Monday, July 27, 2009

Global Good Manners are still far away for most Indians

As a culture, we don’t really learn global etiquette. The way our society is still largely structured, we don’t see the need for universal politeness. The feudal and caste hangovers (very much present today, just under the surface) make us very selective in who we are nice to. While we traditionally kowtow to our “superiors” (the thakur, the mahajan, the boss, the guru, the elder) we are notoriously callous to the “lower orders” (the junior at work, the waiter, the jamadar, the maid, the waiter, the hammaal, the list is virtually endless).

While this worked fine (or did it?) in the strictly regimented feudal system we seem unable to forget, it makes us dysfunctional in the new world order. It’s bad enough right here at home, where social-economic changes have blurred age old boundaries of categorization, replacing them with new, and still unfamiliar, categories of class. But it becomes a downright handicap when going abroad, working abroad, or dealing with foreign colleagues/friends/superiors in India.

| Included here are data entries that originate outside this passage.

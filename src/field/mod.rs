//! # Field Module
//!
//! Field descriptors: typed markers that say where and how one parameter's
//! value is obtained from an incoming request.
//!
//! ## Overview
//!
//! Every parameter of a handler or dependency (other than the request object and
//! the handler instance) carries a [`Field`]. The field names the request source
//! ([`FieldKind`]), the key to read, the default behaviour when the key is
//! absent, and the validation constraints applied to the value.
//!
//! ```rust
//! use brrtbind::field::Field;
//! use serde_json::json;
//!
//! let page = Field::query().default(json!(1)).ge(1).build().unwrap();
//! let token = Field::header().alias("X-Token").build().unwrap();
//! # let _ = (page, token);
//! ```
//!
//! ## Missing Values
//!
//! [`Field::request_value_handle`] never substitutes `null` for an absent value.
//! It returns [`Lookup::Missing`] unless a default or default factory applies;
//! the resolver turns `Missing` into a value-not-found error, or into the
//! field's custom not-found error when one is declared.
//!
//! ## Constraints
//!
//! Constraints are JSON Schema keywords merged into the schema of the declared
//! type. They are compiled once, when the plan is built.

mod core;

pub use self::core::*;
use tracing::debug;

use super::{value, RequestScope};
use crate::callable::{Arguments, CallableBody, Resolved};
use crate::error::BindError;
use crate::plan::{ParamRule, ResolutionPlan, SubPlan};

/// Resolve the arguments of `plan`'s target.
///
/// Pre-depends first, then class attributes, then parameters in declaration
/// order. Every dependency is fully resolved and invoked before the value that
/// consumes it.
pub(crate) fn resolve(plan: &ResolutionPlan, scope: &RequestScope) -> Result<Arguments, BindError> {
    for pre in &plan.pre_depends {
        invoke(pre, scope)?;
    }

    let mut args = Arguments::new();
    if plan.target.class().is_some() {
        let instance = scope.require_instance()?;
        for rule in &plan.class_attributes {
            let value = resolve_rule(rule, plan, scope)?;
            instance.set_attribute(&rule.name, value);
        }
        args.push_positional(Resolved::Instance(instance));
    }

    for rule in &plan.rules {
        let value = resolve_rule(rule, plan, scope)?;
        args.insert(rule.name.clone(), value);
    }
    Ok(args)
}

fn resolve_rule(rule: &ParamRule, plan: &ResolutionPlan, scope: &RequestScope) -> Result<Resolved, BindError> {
    match &rule.sub_plan {
        Some(SubPlan::Callable(sub)) => invoke(sub, scope),
        _ => value::resolve_leaf(rule, plan.target.name(), scope),
    }
}

/// Resolve and call a dependency. `sync_to_thread` has no effect here: the
/// body already runs off any event loop.
pub(crate) fn invoke(plan: &ResolutionPlan, scope: &RequestScope) -> Result<Resolved, BindError> {
    let args = resolve(plan, scope)?;
    let target = &plan.target;
    debug!(dependency = %target.name(), route = %scope.ctx.route_id(), "Invoking dependency");
    match target.body() {
        CallableBody::Sync(f) => f(args).map_err(BindError::dependency),
        CallableBody::Scoped(f) => {
            let scoped = f(args).map_err(BindError::dependency)?;
            scope.exits.push(target.name(), scoped.release);
            Ok(scoped.value)
        }
        CallableBody::Async(_) | CallableBody::AsyncScoped(_) => Err(BindError::ModeMismatch {
            route: scope.ctx.route_id().to_string(),
        }),
    }
}

/// Call the route handler itself with resolved arguments.
pub(crate) fn call_handler(plan: &ResolutionPlan, args: Arguments) -> Result<Resolved, BindError> {
    match plan.target.body() {
        CallableBody::Sync(f) => f(args).map_err(BindError::handler),
        _ => Err(BindError::ModeMismatch {
            route: plan.target.name().to_string(),
        }),
    }
}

Traditionally, the modes of behaviour for each section of society, with regard to upward and downward social intercourse, were strictly defined. Lateral social behaviour was left, in the main, up to the person. But, since lateral social intercourse was confined almost entirely within the family-extended family-business circles, it wasn’t such a big deal to be particularly polite, and all necessary guidelines were easily provided by the rules for “how to behave with those older/younger than you”. When circles expanded, to not only include non community, non family members, but non nationals or ex-nationals as well, things changed and suddenly etiquette began to matter.

Yet, there wasn’t, and isn’t (with no likeliness of being in the near future), any formal training in etiquette at the school level. Nor are these new laws of global social behaviour taught at home. As a result, most of us blunder extensively. Some of us have rubbed shoulders with “the other” for long enough, and imbibed enough of the exposure available today, to realize how important etiquette is. So, they try to learn on their own, from various sources, not excluding soft skill classes. However, most still don’t seem to care, and not only ruin the impression they make, but bring a bad name to the entire “Indian” community around the world.

So what do we do wrong? Where do I begin? It can be as basic as not knowing when to use Hello versus Hi. For example most “yo type” Indians have given up the Hello altogether, even in formal situations. While this usually passes muster in the local context, in the case of a foreign posting, an interview, etc, it can be an impression ruin-er. Hi is for friends, intimate circles, family, informal situations. In an interview, or when being introduced to someone “important”, hi just wont do! Hello is the only greeting for formal or important occasions.

We also have no concept of basic etiquette when someone asks “how do you do” or “how are you”. First of all how many people realize that “how do you do” is not a question? If someone says “how do you do” it’s a greeting…like hello….they are not asking the state of your health or life, so don’t tell them. The correct response is “how do you do”. If someone says it, you say it back. On the other hand, should someone say “how are you” or “how are you doing” you reply with a “I’m fine/great/good thank you”. It’s not an invitation to dump your troubles on the enquirer. It’s just “duniyadari”. So don’t tell them about the aching back, the corns, downsizing, or any other small upsets taking place in life right now.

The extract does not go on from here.